_REQUIRED WORK_
Gather from the listing below each line that includes the word "free", and copy it.

'''

#![cfg_attr(feature = "fail-on-warnings", deny(warnings))]
#![warn(clippy::all, clippy::pedantic, clippy::nursery, clippy::cargo)]
#![allow(clippy::multiple_crate_versions, clippy::cargo_common_metadata)]

//! Worker, distress alert and status types for the worker dashboard.
//!
//! These are the row shapes read from the hosted store. Every nullable
//! column is an `Option` and every column whose JSON type drifts between
//! rows goes through a tolerant adapter in [`lenient`], so a sparse or
//! oddly typed row still decodes.

pub mod keywords;
pub mod lenient;

use chrono::{DateTime, Utc};
use serde::{Deserialize, Serialize};
use serde_json::Value;
use strum_macros::{AsRefStr, Display, EnumString};

pub use keywords::{KeywordPayload, normalize_keywords};

/// A registered (or partially registered) worker as stored in `users`.
#[derive(Debug, Clone, Default, PartialEq, Serialize, Deserialize)]
pub struct WorkerRecord {
    /// Phone number; the worker's identity.
    #[serde(default, deserialize_with = "lenient::string")]
    pub phone_number: String,
    /// Display name.
    #[serde(default, deserialize_with = "lenient::text")]
    pub name: Option<String>,
    /// Country of origin.
    #[serde(default, deserialize_with = "lenient::text")]
    pub country: Option<String>,
    /// Australian state or territory of work.
    #[serde(default, deserialize_with = "lenient::text")]
    pub state: Option<String>,
    /// Postcode of work.
    #[serde(default, deserialize_with = "lenient::text")]
    pub postcode: Option<String>,
    /// Industry of work.
    #[serde(default, deserialize_with = "lenient::text")]
    pub industry: Option<String>,
    /// Employer name.
    #[serde(default, deserialize_with = "lenient::text")]
    pub employer: Option<String>,
    /// Visa type.
    #[serde(default, deserialize_with = "lenient::text")]
    pub visa_type: Option<String>,
    /// When the worker first messaged.
    #[serde(default, deserialize_with = "lenient::timestamp")]
    pub created_at: Option<DateTime<Utc>>,
    /// When the record last changed.
    #[serde(default, deserialize_with = "lenient::timestamp")]
    pub updated_at: Option<DateTime<Utc>>,
    /// Whether the registration conversation finished.
    #[serde(default, deserialize_with = "lenient::flag")]
    pub registration_complete: bool,
    /// Primary survey payload (free-form JSON object).
    #[serde(default)]
    pub survey_data: Option<Value>,
    /// Secondary survey payload (free-form JSON object).
    #[serde(default)]
    pub survey_responses: Option<Value>,
}

impl WorkerRecord {
    /// Creates an otherwise empty record for `phone_number`.
    #[must_use]
    pub fn new(phone_number: impl Into<String>) -> Self {
        Self {
            phone_number: phone_number.into(),
            ..Self::default()
        }
    }
}

/// A distress alert raised from a worker's messages.
#[derive(Debug, Clone, Default, PartialEq, Serialize, Deserialize)]
pub struct DistressAlert {
    /// Alert ID.
    pub id: i64,
    /// Phone number of the worker who raised it.
    #[serde(default, deserialize_with = "lenient::string")]
    pub phone_number: String,
    /// Worker name (joined in by the alerts view).
    #[serde(default, deserialize_with = "lenient::text")]
    pub name: Option<String>,
    /// Worker country (joined in by the alerts view).
    #[serde(default, deserialize_with = "lenient::text")]
    pub country: Option<String>,
    /// Worker state (joined in by the alerts view).
    #[serde(default, deserialize_with = "lenient::text")]
    pub state: Option<String>,
    /// Worker employer (joined in by the alerts view).
    #[serde(default, deserialize_with = "lenient::text")]
    pub employer: Option<String>,
    /// Message that triggered the alert.
    #[serde(default, deserialize_with = "lenient::string")]
    pub message: String,
    /// Keywords that triggered the alert, normalized at decode time.
    #[serde(default, deserialize_with = "keywords::deserialize_keywords")]
    pub keywords_detected: Vec<String>,
    /// Whether a case worker has handled it.
    #[serde(default, deserialize_with = "lenient::flag")]
    pub resolved: bool,
    /// When the alert was raised.
    #[serde(default, deserialize_with = "lenient::timestamp")]
    pub timestamp: Option<DateTime<Utc>>,
    /// Hours elapsed since the alert was raised.
    #[serde(default, deserialize_with = "lenient::number")]
    pub hours_since_alert: f64,
}

/// Qualitative wellbeing status derived from alerts and employer rating.
#[derive(
    Debug,
    Clone,
    Copy,
    PartialEq,
    Eq,
    PartialOrd,
    Ord,
    Hash,
    Serialize,
    Deserialize,
    Display,
    EnumString,
    AsRefStr,
)]
#[serde(rename_all = "snake_case")]
#[strum(serialize_all = "snake_case")]
pub enum WorkerStatus {
    /// Good employer rating and no open alerts.
    Positive,
    /// Nothing notable either way.
    Neutral,
    /// An open alert or a poor employer rating.
    NeedsAttention,
    /// Three or more open alerts.
    Critical,
}

/// One message from a worker's conversation history.
#[derive(Debug, Clone, Default, PartialEq, Eq, Serialize, Deserialize)]
pub struct ConversationMessage {
    /// `"user"` or `"assistant"`.
    #[serde(default, deserialize_with = "lenient::string")]
    pub role: String,
    /// Message text.
    #[serde(default, deserialize_with = "lenient::string")]
    pub content: String,
    /// When the message was sent.
    #[serde(default, deserialize_with = "lenient::timestamp")]
    pub timestamp: Option<DateTime<Utc>>,
}

#[cfg(test)]
mod tests {
    use serde_json::json;

    use super::*;

    #[test]
    fn decodes_sparse_worker() {
        let worker: WorkerRecord = serde_json::from_value(json!({
            "phone_number": "61400000000",
            "name": null,
            "postcode": 2607,
            "survey_data": {"state": "ACT"}
        }))
        .unwrap();
        assert_eq!(worker.phone_number, "61400000000");
        assert_eq!(worker.name, None);
        assert_eq!(worker.postcode.as_deref(), Some("2607"));
        assert_eq!(worker.state, None);
        assert!(!worker.registration_complete);
        assert_eq!(worker.survey_data, Some(json!({"state": "ACT"})));
    }

    #[test]
    fn decodes_full_worker() {
        let worker: WorkerRecord = serde_json::from_value(json!({
            "phone_number": "61406778531",
            "name": "Jovi",
            "country": "Fiji",
            "state": "Australian Capital Terri",
            "postcode": "2607",
            "industry": "Aged Care",
            "employer": "Uniting Age Care",
            "visa_type": "Pacific Labour Schem",
            "created_at": "2025-10-25T13:51:41.569839+00:00",
            "updated_at": "2025-11-08T10:23:20.133563+00:00",
            "registration_complete": true
        }))
        .unwrap();
        assert_eq!(worker.country.as_deref(), Some("Fiji"));
        assert!(worker.created_at.is_some());
        assert!(worker.updated_at.is_some());
        assert!(worker.registration_complete);
    }

    #[test]
    fn decodes_alert_with_encoded_keywords() {
        let alert: DistressAlert = serde_json::from_value(json!({
            "id": 7,
            "phone_number": "61400000000",
            "message": "I need help",
            "keywords_detected": "[\"help\"]",
            "resolved": false,
            "timestamp": "2025-11-01T00:00:00+00:00",
            "hours_since_alert": "12.5"
        }))
        .unwrap();
        assert_eq!(alert.keywords_detected, vec!["help"]);
        assert!((alert.hours_since_alert - 12.5).abs() < 1e-9);
        assert!(!alert.resolved);
    }

    #[test]
    fn nulls_read_as_defaults() {
        let worker: WorkerRecord = serde_json::from_value(json!({
            "phone_number": null,
            "name": null,
            "country": 679,
            "registration_complete": null
        }))
        .unwrap();
        assert_eq!(worker.phone_number, "");
        assert_eq!(worker.country.as_deref(), Some("679"));
        assert!(!worker.registration_complete);

        let alert: DistressAlert = serde_json::from_value(json!({
            "id": 3,
            "phone_number": null,
            "message": null,
            "resolved": null
        }))
        .unwrap();
        assert_eq!(alert.phone_number, "");
        assert_eq!(alert.message, "");
        assert!(!alert.resolved);

        let message: ConversationMessage =
            serde_json::from_value(json!({"role": null, "content": null, "timestamp": null}))
                .unwrap();
        assert_eq!(message, ConversationMessage::default());
    }

    #[test]
    fn text_flags() {
        let worker: WorkerRecord = serde_json::from_value(json!({
            "phone_number": "61400000000",
            "registration_complete": "true"
        }))
        .unwrap();
        assert!(worker.registration_complete);

        let alert: DistressAlert =
            serde_json::from_value(json!({"id": 4, "resolved": "false"})).unwrap();
        assert!(!alert.resolved);
    }

    #[test]
    fn alert_serializes_canonical_keywords() {
        let alert: DistressAlert = serde_json::from_value(json!({
            "id": 1,
            "keywords_detected": {"a": "unsafe"}
        }))
        .unwrap();
        let out = serde_json::to_value(&alert).unwrap();
        assert_eq!(out["keywords_detected"], json!(["unsafe"]));
    }

    #[test]
    fn status_names() {
        assert_eq!(WorkerStatus::NeedsAttention.to_string(), "needs_attention");
        assert_eq!(
            serde_json::to_value(WorkerStatus::Critical).unwrap(),
            json!("critical")
        );
        assert_eq!(
            "positive".parse::<WorkerStatus>().unwrap(),
            WorkerStatus::Positive
        );
    }
}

'''

_FINISHED EXERCISE_
    /// Primary survey payload (free-form JSON object).
    /// Secondary survey payload (free-form JSON object).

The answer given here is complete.